Los administradores de una sociedad ¿deben asistir a la Junta General?

La Ley de Sociedades de Capital establece de forma imperativa que los administradores deberán asistir a las juntas generales. Dicho deber encuentra su justificación en que en la junta se desarrollan funciones esenciales para el correcto funcionamiento de la sociedad. En primer lugar, la función controladora o fiscalizadora que tiene la junta general respecto del propio órgano de administración, que difícilmente puede tener lugar si los administradores están ausentes. En segundo lugar, es en la junta general donde puede ejercitarse una de las facetas del derecho de información de los socios cuya cumplimentación corresponde a los administradores,  por lo que su falta de asistencia puede imposibilitar el ejercicio del derecho de información en dicho acto.

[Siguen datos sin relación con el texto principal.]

//! Connection pool usage statistics.

use chrono::{DateTime, Utc};
use serde::Serialize;
use std::sync::atomic::{AtomicU64, Ordering};
use std::sync::RwLock;

/// Monotonic usage counters for a pool. Counters are lock-free; only the
/// reset timestamp sits behind a lock.
#[derive(Debug)]
pub struct PoolStats {
    /// Connections checked out since the last reset
    checked_out: AtomicU64,

    /// Errors observed while using a connection
    errors: AtomicU64,

    /// Statements executed through the pool
    query_count: AtomicU64,

    /// Total query wall-clock time in milliseconds
    total_query_time_ms: AtomicU64,

    last_reset: RwLock<DateTime<Utc>>,
}

impl Default for PoolStats {
    fn default() -> Self {
        Self {
            checked_out: AtomicU64::new(0),
            errors: AtomicU64::new(0),
            query_count: AtomicU64::new(0),
            total_query_time_ms: AtomicU64::new(0),
            last_reset: RwLock::new(Utc::now()),
        }
    }
}

impl PoolStats {
    pub fn new() -> Self {
        Self::default()
    }

    pub fn record_checkout(&self) {
        self.checked_out.fetch_add(1, Ordering::Relaxed);
    }

    pub fn record_error(&self) {
        self.errors.fetch_add(1, Ordering::Relaxed);
    }

    pub fn record_query(&self, elapsed_ms: u64) {
        self.query_count.fetch_add(1, Ordering::Relaxed);
        self.total_query_time_ms
            .fetch_add(elapsed_ms, Ordering::Relaxed);
    }

    /// Reset all counters and stamp the reset time.
    pub fn reset(&self) {
        self.checked_out.store(0, Ordering::Relaxed);
        self.errors.store(0, Ordering::Relaxed);
        self.query_count.store(0, Ordering::Relaxed);
        self.total_query_time_ms.store(0, Ordering::Relaxed);
        if let Ok(mut last_reset) = self.last_reset.write() {
            *last_reset = Utc::now();
        }
    }

    /// Get current snapshot of all counters.
    pub fn snapshot(&self) -> PoolStatsSnapshot {
        let query_count = self.query_count.load(Ordering::Relaxed);
        let total_query_time_ms = self.total_query_time_ms.load(Ordering::Relaxed);
        let avg_query_time_ms = if query_count == 0 {
            0.0
        } else {
            total_query_time_ms as f64 / query_count as f64
        };
        PoolStatsSnapshot {
            checked_out: self.checked_out.load(Ordering::Relaxed),
            errors: self.errors.load(Ordering::Relaxed),
            query_count,
            total_query_time_ms,
            avg_query_time_ms,
            last_reset: self
                .last_reset
                .read()
                .map(|ts| *ts)
                .unwrap_or_else(|_| Utc::now()),
        }
    }
}

/// Snapshot of pool statistics at a point in time.
#[derive(Debug, Clone, Serialize)]
pub struct PoolStatsSnapshot {
    pub checked_out: u64,
    pub errors: u64,
    pub query_count: u64,
    pub total_query_time_ms: u64,
    pub avg_query_time_ms: f64,
    pub last_reset: DateTime<Utc>,
}
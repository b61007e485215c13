//! MNEMO Cache - Multi-Cache Eviction Manager
//!
//! Bounded, TTL-aware, LRU-ordered caches with hit/miss/eviction statistics,
//! a registry that owns one cache per data category, a deterministic
//! facet-encoded key builder, and a supervised background sweeper that
//! removes expired entries.
//!
//! # Key Construction
//!
//! Cache keys are not opaque hashes: they embed `agent:{id}` and
//! `type:{kind}` facets so that a write can invalidate every affected entry
//! with a substring scan, without maintaining a secondary index. The
//! free-form parts of a request (query text, filter sets) are folded into
//! the key through a canonical content hash, so logically identical
//! requests map to the same key regardless of incidental ordering.

pub mod entry;
pub mod keys;
pub mod registry;
pub mod store;
pub mod sweeper;

pub use entry::CacheEntry;
pub use keys::{
    hash_content, hash_text, history_key, knowledge_key, learning_key, retrieve_key,
    similarity_key,
};
pub use registry::{CacheConfig, CacheRegistry, CategoryConfig, RegistryStats, RegistrySummary};
pub use store::{CacheStore, CacheStoreSnapshot, CacheStoreStats};
pub use sweeper::{sweep_task, Sweeper, SweeperConfig, SweeperMetrics, SweeperSnapshot};
//! MNEMO Router - Routing Coordinator
//!
//! The composition root of the memory layer. The router owns the cache
//! registry, the connection pool, the access gate policy, and the fault
//! classifier, and routes every operation to one of three downstream
//! capability providers (knowledge storage, interaction history,
//! learning analytics).
//!
//! Per-provider health follows a simple state machine: a failed call
//! marks the provider unhealthy and schedules a non-blocking recovery
//! probe; while unhealthy, calls short-circuit to a structured
//! "unavailable" fallback without attempting the call. Reads are
//! cache-aside with category TTLs; writes invalidate affected entries
//! rather than updating them in place.

pub mod classifier;
pub mod metrics;
pub mod providers;
pub mod response;
pub mod router;

pub use classifier::{ErrorRecord, ErrorStatistics, FaultClassifier};
pub use metrics::{PerformanceMetrics, PerformanceSnapshot, RoutingStats, RoutingSnapshot};
pub use providers::{HistoryProvider, KnowledgeProvider, LearningProvider, ProviderKind};
pub use response::{
    ErrorDetails, ErrorResponse, HealthReport, HistoryLogOutcome, HistoryOutcome,
    RecommendationsOutcome, RetrieveOutcome, RouteReply, SearchOutcome, StoreOutcome,
};
pub use router::{CacheStatsReport, Caller, Router, RouterConfig};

El Tribunal Supremo rechaza (por ejemplo, en su sentencia de 19 de abril de 2016) la posibilidad de que los administradores puedan ser representados válidamente por otras personas en su condición de tales (sí podrían ser representados, en su caso como socios), porque la asistencia de los administradores a las juntas forma parte de las competencias orgánicas, que no son delegables.

Con el transcurso de los años, los tribunales han establecido posibles consecuencias por la falta de asistencia a la junta general por parte del administrador. El Tribunal Supremo, en su sentencia de 19 de abril de 2016, establece, como regla general, que la ausencia de los administradores no debe conllevar la nulidad de la junta, (como habían establecido tribunales de instancia), pues, sin perjuicio de las responsabilidades que podrían derivarse del incumplimiento de su deber, los administradores podrían limitarse a no asistir a las juntas para impedir la expresión de la voluntad de los socios (o incluso  su propia separación por acuerdo de la junta).

No obstante, como excepción a la regla general, el TS considera que, cuando como consecuencia de la ausencia de todos los administradores, quede completamente cercenado el derecho de información de los socios (aspecto fáctico a enjuiciar caso por caso), entonces sí cabe declarar la nulidad de la junta.

Por tanto, si el administrador no asiste a la próxima junta, algún socio podría intentar impugnarla alegando que no pudo solicitarle aclaraciones o informaciones sobre las cuentas y que, por tanto, no ha podido votar con la información necesaria. Para evitar ese riesgo, se debe dejar constancia de la presencia de todos los administradores en el acta de la reunión, y recoger la firma de todos ellos.